HHC founder president Caroline Cook, on a recent research mission to Maygoma, discovered exactly what a difference had been made by the programme paid for by EDP readers.

She said: “Like everyone else, I was deeply shocked when I first heard about the plight of the babies in Maygoma.

“But, in less than two years, thanks to the support of the Eastern Daily Press, the situation has been completely transformed.

“The team's most significant achievement is that they have been able to place more than 650 babies in loving family homes, as well as reunite almost 50 with their birth mothers.

“This is an amazing accomplishment and during my visit I was lucky enough to meet some families who have adopted children from Maygoma.”
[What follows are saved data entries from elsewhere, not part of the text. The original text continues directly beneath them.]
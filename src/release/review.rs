//! Candidate review: diff against the previous release

use crate::archive;
use crate::core::error::ShipResult;
use similar::TextDiff;
use std::collections::BTreeSet;
use std::fs;
use std::path::{Path, PathBuf};
use walkdir::WalkDir;

/// Relative paths of all regular files under `root`
fn files_under(root: &Path) -> ShipResult<BTreeSet<PathBuf>> {
  let mut files = BTreeSet::new();
  if !root.is_dir() {
    return Ok(files);
  }
  for entry in WalkDir::new(root).sort_by_file_name() {
    let entry = entry?;
    if entry.file_type().is_file() {
      files.insert(entry.path().strip_prefix(root)?.to_path_buf());
    }
  }
  Ok(files)
}

fn as_text(bytes: &[u8]) -> Option<&str> {
  if bytes.contains(&0) {
    return None;
  }
  std::str::from_utf8(bytes).ok()
}

/// Unified diff of two directory trees (empty when identical)
pub fn diff_trees(old: &Path, new: &Path) -> ShipResult<String> {
  let old_files = files_under(old)?;
  let new_files = files_under(new)?;
  let mut out = String::new();

  for rel in old_files.union(&new_files) {
    let old_label = format!("a/{}", rel.display());
    let new_label = format!("b/{}", rel.display());

    match (old_files.contains(rel), new_files.contains(rel)) {
      (true, false) => out.push_str(&format!("Only in previous release: {}\n", rel.display())),
      (false, true) => out.push_str(&format!("Only in candidate: {}\n", rel.display())),
      _ => {
        let before = fs::read(old.join(rel))?;
        let after = fs::read(new.join(rel))?;
        if before == after {
          continue;
        }
        match (as_text(&before), as_text(&after)) {
          (Some(before), Some(after)) => {
            let diff = TextDiff::from_lines(before, after);
            out.push_str(
              &diff
                .unified_diff()
                .context_radius(3)
                .header(&old_label, &new_label)
                .to_string(),
            );
          }
          _ => out.push_str(&format!("Binary files {} and {} differ\n", old_label, new_label)),
        }
      }
    }
  }
  Ok(out)
}

/// Top directory of an unpacked archive (its only entry), or `dir` itself
fn unpacked_root(dir: &Path) -> ShipResult<PathBuf> {
  let entries: Vec<_> = fs::read_dir(dir)?.collect::<Result<_, _>>()?;
  match entries.as_slice() {
    [only] if only.file_type()?.is_dir() => Ok(only.path()),
    _ => Ok(dir.to_path_buf()),
  }
}

/// Print the changes between a previous release archive and the extracted candidate
pub fn show_diff(previous_archive: &Path, candidate: &Path) -> ShipResult<()> {
  let scratch = tempfile::Builder::new().prefix("shiprel-diff-").tempdir()?;
  archive::unpack(previous_archive, scratch.path())?;
  let previous = unpacked_root(scratch.path())?;

  let diff = diff_trees(&previous, candidate)?;
  if diff.is_empty() {
    println!("No changes since {}", previous_archive.display());
  } else {
    print!("{}", diff);
  }
  Ok(())
}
Among them was Rogina, described by Caroline as “one of the most inspirational and amazing women I have met.”

Rogina recently volunteered to look after a nine-month-old baby from Maygoma as an emergency foster mother.

Not only that, but she has also taken in a vulnerable mother with a newborn baby.

“Without Rogina's help, the desperate young mother would almost certainly have resorted to abandoning her baby,” said Caroline.

“The child was in real danger of becoming another Maygoma statistic.

“However, with Rogina's help that is now unlikely to happen. Although from a humble background herself, Rogina offers whatever assistance she can. As well as providing shelter, food and other essentials, she is working with the mother and the girl's parents to try to help strengthen the relationship between them.

“She is also helping the mother to work out her relationship with the baby's father as they eventually plan to marry.”

The success of the HHC/EDP Maygoma project has meant that there are currently more children than ever in the institution as many more are surviving their first few months of life.

The sight of so many dumped children in one place remains tragic.

As Caroline pointed out: “Whilst it is heartbreaking to walk along the corridors of the orphanage and see row upon row of babies who are crying out for love and affection, I know that our team will not rest until each and every child is placed within the care of a family.

“Thanks to the generous support of readers of the Eastern Daily Press our dream of closing the Maygoma orphanage is changing into a reality.”